Die Gesellschaft für Konsumforschung (GfK) hat heute ihre Meldung für das Konsumklima in Deutschland (Verbraucherstimmung) veröffentlicht. Dem normalen Menschenverstand folgend sinkt das GfK-Konsumklima. Für Dezember zeigt man einen Wert von -6,7 Punkten, und damit 3,5 Punkte weniger als im November. Es ist logisch, dass die Stimmung der Konsumenten sinkt, wenn der zweite Lockdown voll in Gange ist – sei es auch nur ein sanfter Lockdown mit geschlossener Gastronomie. Der Lockdown light habe die Verbraucherstimmung im November laut GfK spürbar gedämpft. Sowohl die Konjunktur- und Einkommenserwartung wie auch die Anschaffungsneigung müssen – wie schon im Vormonat – Einbußen hinnehmen. Hier ein Auszug aus der Meldung der GfK:

„Zwar bleiben die Einzelhandelsgeschäfte geöffnet, doch die erneute Schließung von Hotellerie, Gastronomie und Veranstaltungsgewerbe treffen – ebenso wie der noch immer am Boden liegende Tourismus – das Konsumklima schwer“ erklärt Rolf Bürkl, GfK Konsumexperte. „Damit haben sich auch die Hoffnungen auf eine rasche Erholung, die noch im Frühsommer aufkamen, endgültig zerschlagen.

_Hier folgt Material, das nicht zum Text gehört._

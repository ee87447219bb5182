//! Gateway webhook handler.

use crate::models::Gateway;
use crate::services::PaymentGateway;
use crate::startup::AppState;
use axum::{
    body::Bytes,
    extract::{Path, State},
    http::HeaderMap,
    Json,
};
use serde_json::json;
use service_core::error::AppError;

fn signature_header(gateway: Gateway) -> &'static str {
    match gateway {
        Gateway::Razorpay => "x-razorpay-signature",
        Gateway::Stripe => "stripe-signature",
        Gateway::Manual => "",
    }
}

/// Receive a payment event from a gateway. The signature is verified
/// before anything is parsed; a verified capture marks the payment
/// completed and reconciles the invoice.
#[tracing::instrument(skip(state, headers, body), fields(gateway = %gateway_name))]
pub async fn gateway_webhook(
    State(state): State<AppState>,
    Path(gateway_name): Path<String>,
    headers: HeaderMap,
    body: Bytes,
) -> Result<Json<serde_json::Value>, AppError> {
    let gateway_kind = Gateway::from_string(&gateway_name).ok_or_else(|| {
        AppError::BadRequest(anyhow::anyhow!(
            "Unsupported payment gateway: {}",
            gateway_name
        ))
    })?;

    let gateway = state.gateways.for_kind(gateway_kind)?;

    let signature = headers
        .get(signature_header(gateway_kind))
        .and_then(|v| v.to_str().ok())
        .ok_or_else(|| AppError::BadRequest(anyhow::anyhow!("Missing webhook signature")))?;

    if !gateway.verify_webhook_signature(&body, signature) {
        tracing::warn!(gateway = %gateway_name, "Webhook signature verification failed");
        return Err(AppError::BadRequest(anyhow::anyhow!(
            "Invalid webhook signature"
        )));
    }

    let outcome = gateway.process_webhook_event(&body)?;
    state.reconciler.apply_webhook(gateway_kind, outcome).await?;

    Ok(Json(json!({ "status": "processed" })))
}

Die als Folge der zunehmenden Verunsicherung erneut gestiegene Sparneigung hat ebenfalls zum Rückgang des Konsumklimas beigetragen.“

Stimmung am Arbeitsmarkt verbessert sich

Das Institut für Arbeitsmarkt- und Berufsforschung (IAB), eine Forschungseinrichtung der Bundesagentur für Arbeit, hat heute sein aktuellstes Barometer für den deutschen Arbeitsmarkt veröffentlicht. Demnach verbessert sich die Stimmungslage sogar. Das IAB-Arbeitsmarktbarometer (besteht aus zwei Komponenten, aktueller Beschäftigung und Entwicklung der Arbeitslosigkeit) ist im November um 0,4 Punkte auf 100,5 Punkte gestiegen. Damit verbleibt der Frühindikator im leicht positiven Bereich. Warum? Nun, dazu gibt die IAB eine klare Aussage. Die Beschäftigung werde im zweiten Lockdown nicht noch einmal einbrechen. Wichtig hierfür seien die (staatlichen) Stützungsmaßnahmen für die Betriebe und ihre jetzt bereits vorhandenen Erfahrungen mit der Corona-Krise. Die Perspektive auf einen Impfstoff mache die Unternehmen zuversichtlicher.

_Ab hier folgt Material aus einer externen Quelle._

//! Repository traits for the persistence boundary.
//!
//! Core logic depends only on these traits. `services::database::Database`
//! implements them against PostgreSQL; `MemoryStore` backs tests and
//! single-process deployments without a database.

mod memory;

pub use memory::MemoryStore;

use crate::models::{
    Appointment, Client, Document, FirmSettings, Invoice, LineItem, ListDocumentsFilter,
    ListInvoicesFilter, NotificationLog, Payment,
};
use async_trait::async_trait;
use chrono::NaiveDate;
use rust_decimal::Decimal;
use service_core::error::AppError;
use std::sync::Arc;
use uuid::Uuid;

#[async_trait]
pub trait InvoiceStore: Send + Sync {
    async fn insert(&self, invoice: &Invoice, items: &[LineItem]) -> Result<(), AppError>;
    async fn find(&self, invoice_id: Uuid) -> Result<Option<Invoice>, AppError>;
    async fn line_items(&self, invoice_id: Uuid) -> Result<Vec<LineItem>, AppError>;
    async fn update(&self, invoice: &Invoice) -> Result<(), AppError>;
    async fn list(&self, filter: &ListInvoicesFilter) -> Result<Vec<Invoice>, AppError>;
    /// Recurring invoices whose next generation date has arrived.
    async fn recurring_due(&self, today: NaiveDate) -> Result<Vec<Invoice>, AppError>;
    /// The successor generated from `original_id` for a given period, if any.
    async fn find_successor(
        &self,
        original_id: Uuid,
        period: NaiveDate,
    ) -> Result<Option<Invoice>, AppError>;
}

#[async_trait]
pub trait PaymentStore: Send + Sync {
    async fn insert(&self, payment: &Payment) -> Result<(), AppError>;
    async fn find(&self, payment_id: Uuid) -> Result<Option<Payment>, AppError>;
    async fn find_by_transaction(
        &self,
        transaction_id: &str,
    ) -> Result<Option<Payment>, AppError>;
    async fn update(&self, payment: &Payment) -> Result<(), AppError>;
    async fn list_for_invoice(&self, invoice_id: Uuid) -> Result<Vec<Payment>, AppError>;
    /// Sum of all completed payment amounts against an invoice.
    async fn sum_completed(&self, invoice_id: Uuid) -> Result<Decimal, AppError>;
}

#[async_trait]
pub trait ClientStore: Send + Sync {
    async fn insert(&self, client: &Client) -> Result<(), AppError>;
    async fn find(&self, client_id: Uuid) -> Result<Option<Client>, AppError>;
    async fn list_active(&self) -> Result<Vec<Client>, AppError>;
}

#[async_trait]
pub trait AppointmentStore: Send + Sync {
    async fn insert(&self, appointment: &Appointment) -> Result<(), AppError>;
    async fn find(&self, appointment_id: Uuid) -> Result<Option<Appointment>, AppError>;
    async fn update(&self, appointment: &Appointment) -> Result<(), AppError>;
    /// Scheduled appointments on a given date.
    async fn scheduled_on(&self, date: NaiveDate) -> Result<Vec<Appointment>, AppError>;
}

#[async_trait]
pub trait DocumentStore: Send + Sync {
    async fn insert(&self, document: &Document) -> Result<(), AppError>;
    async fn find(&self, document_id: Uuid) -> Result<Option<Document>, AppError>;
    async fn list(&self, filter: &ListDocumentsFilter) -> Result<Vec<Document>, AppError>;
    /// Documents whose expiry date falls within `[start, end]`.
    async fn expiring_within(
        &self,
        start: NaiveDate,
        end: NaiveDate,
    ) -> Result<Vec<Document>, AppError>;
}

#[async_trait]
pub trait SettingsStore: Send + Sync {
    async fn find(&self, firm_id: Uuid) -> Result<Option<FirmSettings>, AppError>;
    async fn upsert(&self, settings: &FirmSettings) -> Result<(), AppError>;
}

#[async_trait]
pub trait NotificationLogStore: Send + Sync {
    async fn append(&self, log: &NotificationLog) -> Result<(), AppError>;
    async fn list_for_client(&self, client_id: Uuid) -> Result<Vec<NotificationLog>, AppError>;
}

#[async_trait]
pub trait StoreHealth: Send + Sync {
    async fn ping(&self) -> Result<(), AppError>;
}

/// Bundle of repositories handed to services and handlers.
#[derive(Clone)]
pub struct Store {
    pub invoices: Arc<dyn InvoiceStore>,
    pub payments: Arc<dyn PaymentStore>,
    pub clients: Arc<dyn ClientStore>,
    pub appointments: Arc<dyn AppointmentStore>,
    pub documents: Arc<dyn DocumentStore>,
    pub settings: Arc<dyn SettingsStore>,
    pub notification_logs: Arc<dyn NotificationLogStore>,
    pub health: Arc<dyn StoreHealth>,
}

impl Store {
    /// Build a store backed entirely by in-memory maps.
    pub fn in_memory() -> Self {
        let backend = Arc::new(MemoryStore::new());
        Self {
            invoices: backend.clone(),
            payments: backend.clone(),
            clients: backend.clone(),
            appointments: backend.clone(),
            documents: backend.clone(),
            settings: backend.clone(),
            notification_logs: backend.clone(),
            health: backend,
        }
    }

    /// Build a store backed by the given PostgreSQL database.
    pub fn postgres(db: Arc<crate::services::Database>) -> Self {
        Self {
            invoices: db.clone(),
            payments: db.clone(),
            clients: db.clone(),
            appointments: db.clone(),
            documents: db.clone(),
            settings: db.clone(),
            notification_logs: db.clone(),
            health: db,
        }
    }
}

Das verstärke noch einmal ihre Bereitschaft, die Beschäftigten zu halten. Dennoch belaste die weltweite zweite Corona-Welle die Erholung, und die sich durch die Corona-Krise beschleunigenden Transformationsprozesse in der Wirtschaft würden große Herausforderungen darstellen. Und relativ günstige Aussichten zeigt das IAB-Arbeitsmarktbarometer für die Entwicklung der Arbeitslosigkeit: Die entsprechende Komponente hielt sich auf dem Vormonatsstand von 102,1 Punkten. Zu beachten sei, dass der Befragungszeitraum schon in der ersten Novemberhälfte endete, als eine Verlängerung des Lockdowns noch nicht absehbar war.

Also: Die staatlichen Arbeitsmarkt-Forscher sehen die Stimmung deswegen verbessert, weil auf der einen Seite die Befragung schon endete, bevor eine Lockdown-Verlängerung absehbar war – und weil auf der anderen Seite die Wirtschaft vom Staat mit Rettungsgeldern geflutet wird, sodass Entlassungen nicht notwendig sind.